Particulate Matter Exposure and Lung Cancer: A Review of two Meta-Analysis Studies
S. Stanley Young, Warren Kindzierski

TL;DR
This review critically examines two meta-analyses on PM2.5 and lung cancer, revealing ambiguous results and questioning the causal link due to potential biases and statistical issues.
Contribution
It highlights the limitations of existing meta-analyses and emphasizes the need for more rigorous evaluation of the causal relationship between PM2.5 and lung cancer.
Findings
Some base studies show extremely small p-values, possibly due to bias or small standard errors.
One meta-analysis indicates no effect based on p-value plots.
The other meta-analysis suggests a mixture of effects, but results remain ambiguous.
Abstract
The current regulatory paradigm is that PM2.5, over time causes lung cancer. This claim is based on cohort studies and meta-analysis that use cohort studies as their base studies. There is a need to evaluate the reliability of this causal claim.
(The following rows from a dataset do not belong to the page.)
use std::pin::Pin;
use std::time::{SystemTime, UNIX_EPOCH};

use async_trait::async_trait;
use eventsource_stream::{Event, EventStreamError, Eventsource};
use futures_util::{Stream, StreamExt};
use reqwest::Response;
use reqwest::header::HeaderName;
use tokio_util::sync::CancellationToken;

use crate::core::error::ProviderError;
use crate::core::traits::{CompletionStream, StreamCloser};
use crate::core::types::{
    CHAT_COMPLETION_CHUNK_OBJECT, CHAT_COMPLETION_OBJECT, ChatCompletionChunk,
    ChatCompletionResponse, ProviderId,
};
use crate::normalize::ErrorNormalizer;
use crate::transport::http::extract_request_id;

const DONE_SENTINEL: &str = "[DONE]";
const REQUEST_ID_HEADER: &str = "x-request-id";

type EventStream =
    Pin<Box<dyn Stream<Item = Result<Event, EventStreamError<reqwest::Error>>> + Send>>;

/// Lifecycle of a [`ChatStream`]. The current variant is the only record of
/// where the stream stands.
enum StreamState {
    /// Response headers received; status not inspected yet.
    Unchecked(Response),
    Streaming(EventStream),
    Done,
    Failed,
    Closed,
}

/// Outcome of one guarded read.
enum Read<T> {
    Ready(T),
    Cancelled,
}

/// Pull adapter over an OpenAI-compatible chat response, SSE or buffered.
pub struct ChatStream {
    provider: ProviderId,
    model: Option<String>,
    streaming: bool,
    request_id: Option<String>,
    state: StreamState,
    normalizer: ErrorNormalizer,
    response: Option<ChatCompletionResponse>,
    error: Option<ProviderError>,
    cancellation: CancellationToken,
}

impl ChatStream {
    pub fn new(
        provider: ProviderId,
        model: Option<String>,
        response: Response,
        streaming: bool,
        normalizer: ErrorNormalizer,
        cancellation: CancellationToken,
    ) -> Self {
        let request_id =
            extract_request_id(response.headers(), &HeaderName::from_static(REQUEST_ID_HEADER));

        Self {
            provider,
            model,
            streaming,
            request_id,
            state: StreamState::Unchecked(response),
            normalizer,
            response: None,
            error: None,
            cancellation,
        }
    }

    /// Records the terminal error and parks the stream in `Failed`.
    fn fail(&mut self, error: ProviderError) -> ProviderError {
        self.state = StreamState::Failed;
        self.error = Some(error.clone());
        error
    }

    fn cancelled(&mut self) -> ProviderError {
        self.fail(ProviderError::Cancelled {
            provider: self.provider.clone(),
        })
    }

    async fn read_upstream_error(&mut self, response: Response) -> ProviderError {
        let status_code = response.status().as_u16();
        tracing::warn!(
            provider = %self.provider,
            model = ?self.model,
            status_code,
            "upstream chat request failed"
        );

        let body = match guarded(self.cancellation.clone(), response.bytes()).await {
            Read::Ready(body) => body.map(|bytes| bytes.to_vec()).unwrap_or_default(),
            Read::Cancelled => return self.cancelled(),
        };

        let error = ProviderError::Upstream {
            provider: self.provider.clone(),
            model: self.model.clone(),
            request_id: self.request_id.clone(),
            error: self.normalizer.normalize(status_code, &body),
        };
        self.fail(error)
    }

    async fn read_buffered(&mut self, response: Response) -> Result<(), ProviderError> {
        let body = match guarded(self.cancellation.clone(), response.bytes()).await {
            Read::Ready(Ok(body)) => body,
            Read::Ready(Err(error)) => {
                let error = ProviderError::Transport {
                    provider: self.provider.clone(),
                    request_id: self.request_id.clone(),
                    message: error.to_string(),
                };
                return Err(self.fail(error));
            }
            Read::Cancelled => return Err(self.cancelled()),
        };

        match serde_json::from_slice::<ChatCompletionResponse>(&body) {
            Ok(mut response) => {
                normalize_response(&mut response);
                self.response = Some(response);
                self.state = StreamState::Done;
                Ok(())
            }
            Err(error) => {
                let error = ProviderError::Decode {
                    provider: self.provider.clone(),
                    model: self.model.clone(),
                    request_id: self.request_id.clone(),
                    message: error.to_string(),
                };
                Err(self.fail(error))
            }
        }
    }
}

#[async_trait]
impl CompletionStream for ChatStream {
    async fn next(&mut self) -> Result<Option<ChatCompletionChunk>, ProviderError> {
        loop {
            match std::mem::replace(&mut self.state, StreamState::Done) {
                StreamState::Unchecked(response) => {
                    if !response.status().is_success() {
                        return Err(self.read_upstream_error(response).await);
                    }

                    if !self.streaming {
                        self.read_buffered(response).await?;
                        return Ok(None);
                    }

                    self.state = StreamState::Streaming(Box::pin(
                        response.bytes_stream().eventsource(),
                    ));
                }
                StreamState::Streaming(mut events) => {
                    let next = match guarded(self.cancellation.clone(), events.next()).await {
                        Read::Ready(next) => next,
                        Read::Cancelled => return Err(self.cancelled()),
                    };

                    match next {
                        None => return Ok(None),
                        Some(Err(error)) => {
                            let error = ProviderError::Transport {
                                provider: self.provider.clone(),
                                request_id: self.request_id.clone(),
                                message: error.to_string(),
                            };
                            return Err(self.fail(error));
                        }
                        Some(Ok(event)) => {
                            self.state = StreamState::Streaming(events);
                            if let Some(chunk) = decode_event(&self.provider, &event) {
                                return Ok(Some(chunk));
                            }
                        }
                    }
                }
                state @ (StreamState::Done | StreamState::Failed | StreamState::Closed) => {
                    self.state = state;
                    return Ok(None);
                }
            }
        }
    }

    fn response(&self) -> Option<&ChatCompletionResponse> {
        self.response.as_ref()
    }

    fn err(&self) -> Option<&ProviderError> {
        self.error.as_ref()
    }

    fn close(&mut self) {
        self.cancellation.cancel();
        if matches!(
            self.state,
            StreamState::Unchecked(_) | StreamState::Streaming(_)
        ) {
            self.state = StreamState::Closed;
        }
    }

    fn closer(&self) -> StreamCloser {
        StreamCloser::new(self.cancellation.clone())
    }
}

async fn guarded<F>(cancellation: CancellationToken, future: F) -> Read<F::Output>
where
    F: std::future::Future,
{
    tokio::select! {
        biased;
        () = cancellation.cancelled() => Read::Cancelled,
        output = future => Read::Ready(output),
    }
}

/// Empty frames, the `[DONE]` sentinel and undecodable frames yield `None`.
fn decode_event(provider: &ProviderId, event: &Event) -> Option<ChatCompletionChunk> {
    let data = event.data.trim();
    if data.is_empty() || data == DONE_SENTINEL {
        return None;
    }

    match serde_json::from_str::<ChatCompletionChunk>(data) {
        Ok(mut chunk) => {
            normalize_chunk(&mut chunk);
            Some(chunk)
        }
        Err(error) => {
            tracing::debug!(
                provider = %provider,
                error = %error,
                "skipping malformed stream event"
            );
            None
        }
    }
}

pub fn normalize_chunk(chunk: &mut ChatCompletionChunk) {
    if chunk.object.is_empty() {
        chunk.object = CHAT_COMPLETION_CHUNK_OBJECT.to_string();
    }
    if chunk.created == 0 {
        chunk.created = unix_now();
    }
    if let Some(usage) = chunk.usage.as_mut() {
        usage.total_tokens = usage.derived_total_tokens();
    }
}

pub fn normalize_response(response: &mut ChatCompletionResponse) {
    if response.object.is_empty() {
        response.object = CHAT_COMPLETION_OBJECT.to_string();
    }
    if response.created == 0 {
        response.created = unix_now();
    }
    if let Some(usage) = response.usage.as_mut() {
        usage.total_tokens = usage.derived_total_tokens();
    }
}

fn unix_now() -> i64 {
    SystemTime::now()
        .duration_since(UNIX_EPOCH)
        .map(|elapsed| i64::try_from(elapsed.as_secs()).unwrap_or(i64::MAX))
        .unwrap_or(1)
        .max(1)
}
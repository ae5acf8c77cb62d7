use std::collections::BTreeMap;
use std::fmt;

use serde::{Deserialize, Serialize};
use tokio_util::sync::CancellationToken;

pub const CHAT_COMPLETION_OBJECT: &str = "chat.completion";
pub const CHAT_COMPLETION_CHUNK_OBJECT: &str = "chat.completion.chunk";

/// Canonical OpenAI-style chat completion request.
///
/// Built by the caller and only ever read by adapters; provider-specific
/// rewrites operate on a copy.
#[derive(Debug, Clone, PartialEq, Serialize, Deserialize)]
pub struct ChatCompletionRequest {
    pub model: String,
    pub messages: Vec<Message>,
    #[serde(default, skip_serializing_if = "Vec::is_empty")]
    pub tools: Vec<ToolDefinition>,
    #[serde(skip_serializing_if = "Option::is_none")]
    pub tool_choice: Option<ToolChoice>,
    #[serde(default)]
    pub stream: bool,
    #[serde(skip_serializing_if = "Option::is_none")]
    pub stream_options: Option<StreamOptions>,
    #[serde(skip_serializing_if = "Option::is_none")]
    pub temperature: Option<f32>,
    #[serde(skip_serializing_if = "Option::is_none")]
    pub top_p: Option<f32>,
    #[serde(skip_serializing_if = "Option::is_none")]
    pub max_tokens: Option<u32>,
    #[serde(skip_serializing_if = "Option::is_none")]
    pub max_completion_tokens: Option<u32>,
    #[serde(skip_serializing_if = "Option::is_none")]
    pub stop: Option<StopSequences>,
    #[serde(skip_serializing_if = "Option::is_none")]
    pub presence_penalty: Option<f32>,
    #[serde(skip_serializing_if = "Option::is_none")]
    pub frequency_penalty: Option<f32>,
    #[serde(skip_serializing_if = "Option::is_none")]
    pub response_format: Option<ResponseFormat>,
    #[serde(skip_serializing_if = "Option::is_none")]
    pub parallel_tool_calls: Option<bool>,
}

impl ChatCompletionRequest {
    pub fn new(model: impl Into<String>, messages: Vec<Message>) -> Self {
        Self {
            model: model.into(),
            messages,
            tools: Vec::new(),
            tool_choice: None,
            stream: false,
            stream_options: None,
            temperature: None,
            top_p: None,
            max_tokens: None,
            max_completion_tokens: None,
            stop: None,
            presence_penalty: None,
            frequency_penalty: None,
            response_format: None,
            parallel_tool_calls: None,
        }
    }
}

#[derive(Debug, Clone, PartialEq, Serialize, Deserialize)]
pub struct Message {
    pub role: MessageRole,
    #[serde(default, skip_serializing_if = "Option::is_none")]
    pub content: Option<MessageContent>,
    #[serde(skip_serializing_if = "Option::is_none")]
    pub name: Option<String>,
    #[serde(default, skip_serializing_if = "Vec::is_empty")]
    pub tool_calls: Vec<ToolCall>,
    #[serde(skip_serializing_if = "Option::is_none")]
    pub tool_call_id: Option<String>,
}

impl Message {
    pub fn text(role: MessageRole, text: impl Into<String>) -> Self {
        Self {
            role,
            content: Some(MessageContent::Text(text.into())),
            name: None,
            tool_calls: Vec::new(),
            tool_call_id: None,
        }
    }

    pub fn parts(role: MessageRole, parts: Vec<ContentPart>) -> Self {
        Self {
            role,
            content: Some(MessageContent::Parts(parts)),
            name: None,
            tool_calls: Vec::new(),
            tool_call_id: None,
        }
    }

    pub fn has_image(&self) -> bool {
        match &self.content {
            Some(MessageContent::Parts(parts)) => parts.iter().any(ContentPart::is_image),
            _ => false,
        }
    }
}

/// Wire roles are strings; anything outside this set is rejected at decode time.
#[derive(Debug, Clone, Copy, PartialEq, Eq, Hash, Serialize, Deserialize)]
#[serde(rename_all = "snake_case")]
pub enum MessageRole {
    System,
    User,
    Assistant,
    Tool,
}

impl MessageRole {
    pub fn as_str(self) -> &'static str {
        match self {
            Self::System => "system",
            Self::User => "user",
            Self::Assistant => "assistant",
            Self::Tool => "tool",
        }
    }
}

fn default_assistant_role() -> MessageRole {
    MessageRole::Assistant
}

#[derive(Debug, Clone, PartialEq, Serialize, Deserialize)]
#[serde(untagged)]
pub enum MessageContent {
    Text(String),
    Parts(Vec<ContentPart>),
}

#[derive(Debug, Clone, PartialEq, Serialize, Deserialize)]
#[serde(tag = "type", rename_all = "snake_case")]
pub enum ContentPart {
    Text {
        text: String,
    },
    ImageUrl {
        image_url: ImageUrl,
    },
    /// Vendor image part; fields are forwarded untouched.
    Image {
        #[serde(flatten)]
        fields: serde_json::Map<String, serde_json::Value>,
    },
    InputAudio {
        input_audio: serde_json::Value,
    },
    File {
        file: serde_json::Value,
    },
}

impl ContentPart {
    pub fn is_image(&self) -> bool {
        matches!(self, Self::ImageUrl { .. } | Self::Image { .. })
    }
}

#[derive(Debug, Clone, PartialEq, Eq, Serialize, Deserialize)]
pub struct ImageUrl {
    pub url: String,
    #[serde(skip_serializing_if = "Option::is_none")]
    pub detail: Option<String>,
}

#[derive(Debug, Clone, PartialEq, Serialize, Deserialize)]
pub struct ToolDefinition {
    #[serde(rename = "type", default = "default_function_kind")]
    pub kind: String,
    pub function: FunctionDefinition,
}

#[derive(Debug, Clone, PartialEq, Serialize, Deserialize)]
pub struct FunctionDefinition {
    pub name: String,
    #[serde(skip_serializing_if = "Option::is_none")]
    pub description: Option<String>,
    #[serde(skip_serializing_if = "Option::is_none")]
    pub parameters: Option<serde_json::Value>,
    #[serde(skip_serializing_if = "Option::is_none")]
    pub strict: Option<bool>,
}

#[derive(Debug, Clone, PartialEq, Eq, Serialize, Deserialize)]
pub struct ToolCall {
    pub id: String,
    #[serde(rename = "type", default = "default_function_kind")]
    pub kind: String,
    pub function: FunctionCall,
}

#[derive(Debug, Clone, PartialEq, Eq, Serialize, Deserialize)]
pub struct FunctionCall {
    pub name: String,
    #[serde(default)]
    pub arguments: String,
}

fn default_function_kind() -> String {
    "function".to_string()
}

#[derive(Debug, Clone, PartialEq, Eq, Serialize, Deserialize)]
#[serde(untagged)]
pub enum ToolChoice {
    Mode(ToolChoiceMode),
    Named(NamedToolChoice),
}

#[derive(Debug, Clone, Copy, PartialEq, Eq, Serialize, Deserialize)]
#[serde(rename_all = "snake_case")]
pub enum ToolChoiceMode {
    None,
    Auto,
    Required,
}

#[derive(Debug, Clone, PartialEq, Eq, Serialize, Deserialize)]
pub struct NamedToolChoice {
    #[serde(rename = "type", default = "default_function_kind")]
    pub kind: String,
    pub function: NamedFunction,
}

#[derive(Debug, Clone, PartialEq, Eq, Serialize, Deserialize)]
pub struct NamedFunction {
    pub name: String,
}

#[derive(Debug, Clone, PartialEq, Eq, Serialize, Deserialize)]
#[serde(untagged)]
pub enum StopSequences {
    Single(String),
    Many(Vec<String>),
}

#[derive(Debug, Clone, PartialEq, Eq, Serialize, Deserialize)]
pub struct StreamOptions {
    #[serde(default)]
    pub include_usage: bool,
}

#[derive(Debug, Clone, PartialEq, Serialize, Deserialize)]
#[serde(tag = "type", rename_all = "snake_case")]
pub enum ResponseFormat {
    Text,
    JsonObject,
    JsonSchema { json_schema: serde_json::Value },
}

/// Buffered (non-streaming) completion.
#[derive(Debug, Clone, PartialEq, Serialize, Deserialize)]
pub struct ChatCompletionResponse {
    #[serde(default)]
    pub id: String,
    #[serde(default)]
    pub object: String,
    #[serde(default)]
    pub created: i64,
    #[serde(default)]
    pub model: String,
    #[serde(default)]
    pub choices: Vec<Choice>,
    #[serde(default, skip_serializing_if = "Option::is_none")]
    pub usage: Option<Usage>,
    #[serde(default, skip_serializing_if = "Option::is_none")]
    pub system_fingerprint: Option<String>,
}

#[derive(Debug, Clone, PartialEq, Serialize, Deserialize)]
pub struct Choice {
    #[serde(default)]
    pub index: u32,
    pub message: ResponseMessage,
    #[serde(default)]
    pub finish_reason: Option<String>,
}

#[derive(Debug, Clone, PartialEq, Serialize, Deserialize)]
pub struct ResponseMessage {
    #[serde(default = "default_assistant_role")]
    pub role: MessageRole,
    #[serde(default)]
    pub content: Option<String>,
    #[serde(default, skip_serializing_if = "Vec::is_empty")]
    pub tool_calls: Vec<ToolCall>,
}

/// One incremental streaming unit.
#[derive(Debug, Clone, PartialEq, Serialize, Deserialize)]
pub struct ChatCompletionChunk {
    #[serde(default)]
    pub id: String,
    #[serde(default)]
    pub object: String,
    #[serde(default)]
    pub created: i64,
    #[serde(default)]
    pub model: String,
    #[serde(default)]
    pub choices: Vec<ChunkChoice>,
    #[serde(default, skip_serializing_if = "Option::is_none")]
    pub usage: Option<Usage>,
    #[serde(default, skip_serializing_if = "Option::is_none")]
    pub system_fingerprint: Option<String>,
}

#[derive(Debug, Clone, PartialEq, Serialize, Deserialize)]
pub struct ChunkChoice {
    #[serde(default)]
    pub index: u32,
    #[serde(default)]
    pub delta: ChunkDelta,
    #[serde(default)]
    pub finish_reason: Option<String>,
}

#[derive(Debug, Clone, PartialEq, Default, Serialize, Deserialize)]
pub struct ChunkDelta {
    #[serde(default, skip_serializing_if = "Option::is_none")]
    pub role: Option<MessageRole>,
    #[serde(default, skip_serializing_if = "Option::is_none")]
    pub content: Option<String>,
    #[serde(default, skip_serializing_if = "Vec::is_empty")]
    pub tool_calls: Vec<ToolCallDelta>,
}

#[derive(Debug, Clone, PartialEq, Eq, Serialize, Deserialize)]
pub struct ToolCallDelta {
    #[serde(default)]
    pub index: u32,
    #[serde(default, skip_serializing_if = "Option::is_none")]
    pub id: Option<String>,
    #[serde(rename = "type", default, skip_serializing_if = "Option::is_none")]
    pub kind: Option<String>,
    #[serde(default, skip_serializing_if = "Option::is_none")]
    pub function: Option<FunctionCallDelta>,
}

#[derive(Debug, Clone, PartialEq, Eq, Serialize, Deserialize)]
pub struct FunctionCallDelta {
    #[serde(default, skip_serializing_if = "Option::is_none")]
    pub name: Option<String>,
    #[serde(default, skip_serializing_if = "Option::is_none")]
    pub arguments: Option<String>,
}

#[derive(Debug, Clone, PartialEq, Eq, Serialize, Deserialize, Default)]
pub struct Usage {
    #[serde(default)]
    pub prompt_tokens: u64,
    #[serde(default)]
    pub completion_tokens: u64,
    #[serde(default)]
    pub total_tokens: u64,
}

impl Usage {
    pub fn derived_total_tokens(&self) -> u64 {
        if self.total_tokens > 0 {
            self.total_tokens
        } else {
            self.prompt_tokens + self.completion_tokens
        }
    }
}

#[derive(Debug, Clone, PartialEq, Eq, Serialize, Deserialize)]
pub struct ModelInfo {
    pub id: String,
    pub provider: ProviderId,
    #[serde(skip_serializing_if = "Option::is_none")]
    pub display_name: Option<String>,
    #[serde(skip_serializing_if = "Option::is_none")]
    pub vendor: Option<String>,
    #[serde(skip_serializing_if = "Option::is_none")]
    pub context_window: Option<u32>,
    #[serde(skip_serializing_if = "Option::is_none")]
    pub max_output_tokens: Option<u32>,
    pub supports_tools: bool,
    pub supports_vision: bool,
    pub supports_streaming: bool,
}

/// Immutable snapshot of a provider's models. Refreshes build a new value and
/// swap it in whole.
#[derive(Debug, Clone, PartialEq, Eq, Serialize, Deserialize, Default)]
pub struct ModelCatalog {
    #[serde(default, skip_serializing_if = "Vec::is_empty")]
    pub models: Vec<ModelInfo>,
}

impl ModelCatalog {
    pub fn contains(&self, model_id: &str) -> bool {
        self.models.iter().any(|model| model.id == model_id)
    }

    pub fn get(&self, model_id: &str) -> Option<&ModelInfo> {
        self.models.iter().find(|model| model.id == model_id)
    }

    pub fn len(&self) -> usize {
        self.models.len()
    }

    pub fn is_empty(&self) -> bool {
        self.models.is_empty()
    }
}

#[derive(Debug, Clone, PartialEq, Eq, Hash, Serialize, Deserialize)]
#[serde(from = "String", into = "String")]
pub enum ProviderId {
    Copilot,
    Other(String),
}

impl ProviderId {
    pub fn as_str(&self) -> &str {
        match self {
            Self::Copilot => "copilot",
            Self::Other(id) => id.as_str(),
        }
    }
}

impl fmt::Display for ProviderId {
    fn fmt(&self, f: &mut fmt::Formatter<'_>) -> fmt::Result {
        f.write_str(self.as_str())
    }
}

impl From<String> for ProviderId {
    fn from(value: String) -> Self {
        match value.as_str() {
            "copilot" => Self::Copilot,
            _ => Self::Other(value),
        }
    }
}

impl From<ProviderId> for String {
    fn from(value: ProviderId) -> Self {
        value.as_str().to_string()
    }
}

/// Long-lived credential held by the external store, keyed by provider.
#[derive(Debug, Clone, PartialEq, Eq, Serialize, Deserialize, Default)]
pub struct CredentialRecord {
    #[serde(default, skip_serializing_if = "Option::is_none")]
    pub access_token: Option<String>,
    #[serde(default, skip_serializing_if = "Option::is_none")]
    pub refresh_token: Option<String>,
    /// Epoch seconds.
    #[serde(default, skip_serializing_if = "Option::is_none")]
    pub expires_at: Option<i64>,
}

impl CredentialRecord {
    pub fn with_refresh_token(refresh_token: impl Into<String>) -> Self {
        Self {
            access_token: None,
            refresh_token: Some(refresh_token.into()),
            expires_at: None,
        }
    }
}

/// Per-call context threaded through every adapter operation.
///
/// `cancellation` aborts any in-flight network await tied to the call.
#[derive(Debug, Clone, Default)]
pub struct AdapterContext {
    pub metadata: BTreeMap<String, String>,
    pub cancellation: CancellationToken,
}

impl AdapterContext {
    pub fn with_cancellation(cancellation: CancellationToken) -> Self {
        Self {
            metadata: BTreeMap::new(),
            cancellation,
        }
    }
}

#[cfg(test)]
mod tests;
Our idea is to examine the base studies with respect to multiple testing and multiple modeling and to look closer at the meta-analysis using p-value plots. For two meta-analysis we investigated, some extremely small p-values were observed in some of the base studies, which we think are due to a combination of bias and small standard errors. The p-value plot for one meta-analysis indicates no effect. For the other meta-analysis, we note the p-value plot is consistent with a two-component mixture. Small p-values might be real or due to some combination of p-hacking, publication bias, covariate problems, etc. The large p-values could indicate no…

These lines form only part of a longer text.